Extracted data entries
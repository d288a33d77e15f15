//! rbsync Core Library
//!
//! Mirrors a Rhythmbox library to a machine whose media lives under a
//! different base path. Provides the following capabilities:
//! - Export playlists from a running Rhythmbox over D-Bus
//! - Rewrite local file locations in `rhythmdb.xml`, `playlists.xml` and M3U files
//! - Mirror the rewritten artifacts, cover art and media with rsync
//!
//! Pipeline: Export (player) -> Rewrite (paths) -> Mirror (remote)

pub mod config;
pub mod error;
pub mod orchestrator;
pub mod player;
pub mod process;
pub mod rewrite;
pub mod sync;
pub mod translate;
pub mod workspace;

// Re-export main types
pub use config::{Config, PlaylistFormat, RemoteTarget, Settings};
pub use error::{ConfigError, MirrorError, PlayerError};
pub use orchestrator::{MirrorRecord, MirrorStatus, Orchestrator, Phase, RunReport};
pub use player::{ExportOutcome, ExportReport, PlayerControl, PlaylistDescriptor, Rhythmbox};
pub use rewrite::RewriteStats;
pub use sync::{LocalMirror, Mirror, MirrorJob, MirrorSource, RsyncMirror};
pub use translate::{BasePathSet, PathTranslator, RewriteResult};
pub use workspace::ScratchWorkspace;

What you should do
Output must be limited to the lines beginning with the one that contains "media with rsync" and ending with the last line of the entries, reproduced exactly.

Answer space
//! - Mirror the rewritten artifacts, cover art and media with rsync
//!
//! Pipeline: Export (player) -> Rewrite (paths) -> Mirror (remote)

pub mod config;
pub mod error;
pub mod orchestrator;
pub mod player;
pub mod process;
pub mod rewrite;
pub mod sync;
pub mod translate;
pub mod workspace;

// Re-export main types
pub use config::{Config, PlaylistFormat, RemoteTarget, Settings};
pub use error::{ConfigError, MirrorError, PlayerError};
pub use orchestrator::{MirrorRecord, MirrorStatus, Orchestrator, Phase, RunReport};
pub use player::{ExportOutcome, ExportReport, PlayerControl, PlaylistDescriptor, Rhythmbox};
pub use rewrite::RewriteStats;
pub use sync::{LocalMirror, Mirror, MirrorJob, MirrorSource, RsyncMirror};
pub use translate::{BasePathSet, PathTranslator, RewriteResult};
pub use workspace::ScratchWorkspace;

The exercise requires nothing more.